Assigned task » In the data below, find the line that contains "use std::env;" and the line that contains "Joins a word". Copy both, plus every line between them, exactly.

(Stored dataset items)
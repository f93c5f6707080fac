//! Lookup settings, TOML loading and environment overrides.
//!
//! A run takes an immutable [`LookupSettings`] snapshot when it starts and
//! passes it down explicitly; nothing in the engine reads settings from a
//! global. Files are discovered in XDG, home and local order and merged table
//! by table, with later files winning.

use crate::error::DiggerError;
use crate::proxy;
use crate::types::LookupKind;
use serde::{Deserialize, Serialize};
use std::env;
use std::fs;
use std::path::{Path, PathBuf};
use tracing::{debug, warn};

/// Accepted `general.conversion` values.
pub const CONVERSIONS: &[&str] = &["ascii", "punycode", "uts46", "uts46-transitional", "none"];

/// Complete settings for one run.
#[derive(Debug, Clone, PartialEq, Serialize, Deserialize, Default)]
#[serde(default)]
pub struct LookupSettings {
    pub general: GeneralSettings,
    pub randomize_follow: RandomizeFollow,
    pub randomize_timeout: RandomizeTimeout,
    pub randomize_time_between: RandomizeRange,
    pub proxy: ProxySettings,
    pub assumptions: Assumptions,
    pub averaging: AveragingSettings,
    pub cache: CacheSettings,
    pub model: ModelSettings,
    pub rdap: RdapSettings,
}

/// Core lookup parameters.
#[derive(Debug, Clone, PartialEq, Serialize, Deserialize)]
#[serde(default)]
pub struct GeneralSettings {
    /// Which service to query
    pub lookup_type: LookupKind,
    /// Fixed WHOIS server; empty means resolve through IANA
    pub server: String,
    /// Maximum referral depth
    pub follow: u32,
    /// Per-request timeout
    pub timeout_ms: u64,
    /// Delay between consecutive dispatches
    pub time_between_ms: u64,
    /// Force `dns_time_between_ms` for DNS runs
    pub dns_time_between_override: bool,
    pub dns_time_between_ms: u64,
    /// Joins a word and a TLD, normally "."
    pub tld_separator: String,
    /// Maximum simultaneous in-flight lookups, 0 for unbounded
    pub concurrency: usize,
    /// Transport attempts per task before giving up
    pub max_attempts: u32,
    /// Domain character conversion: ascii, punycode, uts46 or
    /// uts46-transitional
    pub conversion: Option<String>,
    /// Query the registrable domain under the public suffix list
    pub psl: bool,
}

impl Default for GeneralSettings {
    fn default() -> Self {
        Self {
            lookup_type: LookupKind::Whois,
            server: String::new(),
            follow: 3,
            timeout_ms: 2500,
            time_between_ms: 1500,
            dns_time_between_override: true,
            dns_time_between_ms: 50,
            tld_separator: ".".to_string(),
            concurrency: 0,
            max_attempts: 3,
            conversion: None,
            psl: false,
        }
    }
}

/// Randomized referral depth.
#[derive(Debug, Clone, PartialEq, Serialize, Deserialize)]
#[serde(default)]
pub struct RandomizeFollow {
    pub randomize: bool,
    pub minimum_depth: u32,
    pub maximum_depth: u32,
}

impl Default for RandomizeFollow {
    fn default() -> Self {
        Self {
            randomize: false,
            minimum_depth: 3,
            maximum_depth: 4,
        }
    }
}

/// Randomized time-between range.
#[derive(Debug, Clone, PartialEq, Serialize, Deserialize)]
#[serde(default)]
pub struct RandomizeRange {
    pub randomize: bool,
    pub minimum_ms: u64,
    pub maximum_ms: u64,
}

impl Default for RandomizeRange {
    fn default() -> Self {
        Self {
            randomize: false,
            minimum_ms: 1000,
            maximum_ms: 1500,
        }
    }
}

/// Randomized request timeout range.
#[derive(Debug, Clone, PartialEq, Serialize, Deserialize)]
#[serde(default)]
pub struct RandomizeTimeout {
    pub randomize: bool,
    pub minimum_ms: u64,
    pub maximum_ms: u64,
}

impl Default for RandomizeTimeout {
    fn default() -> Self {
        Self {
            randomize: false,
            minimum_ms: 2500,
            maximum_ms: 3500,
        }
    }
}

/// `single` uses one fixed proxy, `multi` rotates over `list`.
#[derive(Debug, Clone, Copy, PartialEq, Eq, Serialize, Deserialize, Default)]
#[serde(rename_all = "lowercase")]
pub enum ProxyMode {
    #[default]
    Single,
    Multi,
}

/// Rotation policy for multi mode.
#[derive(Debug, Clone, Copy, PartialEq, Eq, Serialize, Deserialize, Default)]
#[serde(rename_all = "lowercase")]
pub enum RotationPolicy {
    #[default]
    Sequential,
    Random,
    Ascending,
    Descending,
}

/// A proxy list item: either `"user:pass@host:port"` or a table with
/// credentials spelled out.
#[derive(Debug, Clone, PartialEq, Eq, Serialize, Deserialize)]
#[serde(untagged)]
pub enum ProxyEntry {
    Plain(String),
    Detailed {
        proxy: String,
        #[serde(default)]
        username: Option<String>,
        #[serde(default)]
        password: Option<String>,
    },
}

Reply to the task »
use std::env;
use std::fs;
use std::path::{Path, PathBuf};
use tracing::{debug, warn};

/// Accepted `general.conversion` values.
pub const CONVERSIONS: &[&str] = &["ascii", "punycode", "uts46", "uts46-transitional", "none"];

/// Complete settings for one run.
#[derive(Debug, Clone, PartialEq, Serialize, Deserialize, Default)]
#[serde(default)]
pub struct LookupSettings {
    pub general: GeneralSettings,
    pub randomize_follow: RandomizeFollow,
    pub randomize_timeout: RandomizeTimeout,
    pub randomize_time_between: RandomizeRange,
    pub proxy: ProxySettings,
    pub assumptions: Assumptions,
    pub averaging: AveragingSettings,
    pub cache: CacheSettings,
    pub model: ModelSettings,
    pub rdap: RdapSettings,
}

/// Core lookup parameters.
#[derive(Debug, Clone, PartialEq, Serialize, Deserialize)]
#[serde(default)]
pub struct GeneralSettings {
    /// Which service to query
    pub lookup_type: LookupKind,
    /// Fixed WHOIS server; empty means resolve through IANA
    pub server: String,
    /// Maximum referral depth
    pub follow: u32,
    /// Per-request timeout
    pub timeout_ms: u64,
    /// Delay between consecutive dispatches
    pub time_between_ms: u64,
    /// Force `dns_time_between_ms` for DNS runs
    pub dns_time_between_override: bool,
    pub dns_time_between_ms: u64,
    /// Joins a word and a TLD, normally "."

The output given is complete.